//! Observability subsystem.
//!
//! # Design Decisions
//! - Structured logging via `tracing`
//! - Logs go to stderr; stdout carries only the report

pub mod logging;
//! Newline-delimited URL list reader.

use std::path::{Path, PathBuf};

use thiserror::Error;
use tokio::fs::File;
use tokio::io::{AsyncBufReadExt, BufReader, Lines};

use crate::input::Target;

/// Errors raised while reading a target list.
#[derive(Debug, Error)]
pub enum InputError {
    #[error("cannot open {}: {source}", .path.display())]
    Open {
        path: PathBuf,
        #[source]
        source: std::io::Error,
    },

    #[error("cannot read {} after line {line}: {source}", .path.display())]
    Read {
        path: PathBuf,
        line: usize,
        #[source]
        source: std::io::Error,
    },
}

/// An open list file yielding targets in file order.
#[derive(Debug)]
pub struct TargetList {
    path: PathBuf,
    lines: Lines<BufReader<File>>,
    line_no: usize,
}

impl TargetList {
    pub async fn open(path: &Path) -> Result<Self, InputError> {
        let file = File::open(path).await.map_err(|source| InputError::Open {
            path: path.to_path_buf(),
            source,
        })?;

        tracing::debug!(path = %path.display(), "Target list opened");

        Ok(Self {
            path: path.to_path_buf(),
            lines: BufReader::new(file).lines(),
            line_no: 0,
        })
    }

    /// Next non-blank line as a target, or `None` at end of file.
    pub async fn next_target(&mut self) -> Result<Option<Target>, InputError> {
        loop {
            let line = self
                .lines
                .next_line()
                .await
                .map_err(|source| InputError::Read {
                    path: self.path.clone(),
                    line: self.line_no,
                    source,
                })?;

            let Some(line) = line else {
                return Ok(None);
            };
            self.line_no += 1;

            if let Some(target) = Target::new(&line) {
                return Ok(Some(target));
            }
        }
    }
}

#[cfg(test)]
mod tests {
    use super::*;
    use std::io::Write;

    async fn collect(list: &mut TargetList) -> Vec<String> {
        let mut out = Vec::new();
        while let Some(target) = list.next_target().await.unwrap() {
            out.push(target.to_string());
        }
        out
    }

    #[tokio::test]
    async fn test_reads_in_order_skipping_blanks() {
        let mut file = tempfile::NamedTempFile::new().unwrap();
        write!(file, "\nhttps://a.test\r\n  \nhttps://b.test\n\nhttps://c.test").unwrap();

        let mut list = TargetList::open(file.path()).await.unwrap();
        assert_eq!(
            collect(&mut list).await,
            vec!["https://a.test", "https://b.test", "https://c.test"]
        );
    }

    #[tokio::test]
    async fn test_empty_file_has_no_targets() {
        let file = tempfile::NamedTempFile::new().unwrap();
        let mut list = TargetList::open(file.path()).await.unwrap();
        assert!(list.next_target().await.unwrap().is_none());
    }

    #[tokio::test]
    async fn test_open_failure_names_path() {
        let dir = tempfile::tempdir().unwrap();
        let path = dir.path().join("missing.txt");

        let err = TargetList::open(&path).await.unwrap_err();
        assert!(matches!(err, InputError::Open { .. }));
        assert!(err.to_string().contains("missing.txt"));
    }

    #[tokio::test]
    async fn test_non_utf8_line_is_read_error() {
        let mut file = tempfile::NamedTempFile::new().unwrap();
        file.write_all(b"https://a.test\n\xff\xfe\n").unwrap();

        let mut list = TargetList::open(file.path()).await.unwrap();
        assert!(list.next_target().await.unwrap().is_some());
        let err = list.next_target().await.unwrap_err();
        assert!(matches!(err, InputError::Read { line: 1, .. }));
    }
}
# # # # #
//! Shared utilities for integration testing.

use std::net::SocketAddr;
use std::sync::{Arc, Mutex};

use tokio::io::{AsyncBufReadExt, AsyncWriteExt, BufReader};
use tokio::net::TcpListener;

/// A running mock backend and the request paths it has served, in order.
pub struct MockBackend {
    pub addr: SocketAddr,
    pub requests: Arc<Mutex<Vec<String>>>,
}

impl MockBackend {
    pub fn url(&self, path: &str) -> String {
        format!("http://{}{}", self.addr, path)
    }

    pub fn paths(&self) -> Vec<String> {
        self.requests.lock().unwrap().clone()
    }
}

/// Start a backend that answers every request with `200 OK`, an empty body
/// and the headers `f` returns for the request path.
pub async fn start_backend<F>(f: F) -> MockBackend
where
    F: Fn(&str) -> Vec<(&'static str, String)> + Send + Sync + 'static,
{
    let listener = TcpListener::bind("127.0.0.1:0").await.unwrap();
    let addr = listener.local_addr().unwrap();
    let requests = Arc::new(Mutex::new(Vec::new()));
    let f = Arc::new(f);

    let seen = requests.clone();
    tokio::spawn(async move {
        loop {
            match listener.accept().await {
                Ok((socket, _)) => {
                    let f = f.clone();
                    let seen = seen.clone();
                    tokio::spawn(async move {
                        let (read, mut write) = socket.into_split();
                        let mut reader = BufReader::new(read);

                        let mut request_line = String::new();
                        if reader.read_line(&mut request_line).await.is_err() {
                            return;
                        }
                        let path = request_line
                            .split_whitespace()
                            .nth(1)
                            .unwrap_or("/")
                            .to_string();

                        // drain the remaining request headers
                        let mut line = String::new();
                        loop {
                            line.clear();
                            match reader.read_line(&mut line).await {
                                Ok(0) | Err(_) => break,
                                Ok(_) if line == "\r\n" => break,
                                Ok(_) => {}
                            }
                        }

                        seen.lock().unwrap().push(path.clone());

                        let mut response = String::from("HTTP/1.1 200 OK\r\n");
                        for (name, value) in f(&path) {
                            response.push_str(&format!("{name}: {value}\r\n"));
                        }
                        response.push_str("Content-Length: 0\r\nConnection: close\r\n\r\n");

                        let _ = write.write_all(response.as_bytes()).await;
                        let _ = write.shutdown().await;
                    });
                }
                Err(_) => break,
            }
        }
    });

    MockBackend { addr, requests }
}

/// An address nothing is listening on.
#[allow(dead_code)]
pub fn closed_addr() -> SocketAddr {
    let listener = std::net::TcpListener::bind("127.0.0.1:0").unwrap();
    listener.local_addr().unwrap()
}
# # # # #
EXERCISE INSTRUCTIONS - Copy all lines of the preceding data that hold the word "lock".

ANSWER SECTION -
        self.requests.lock().unwrap().clone()
                        seen.lock().unwrap().push(path.clone());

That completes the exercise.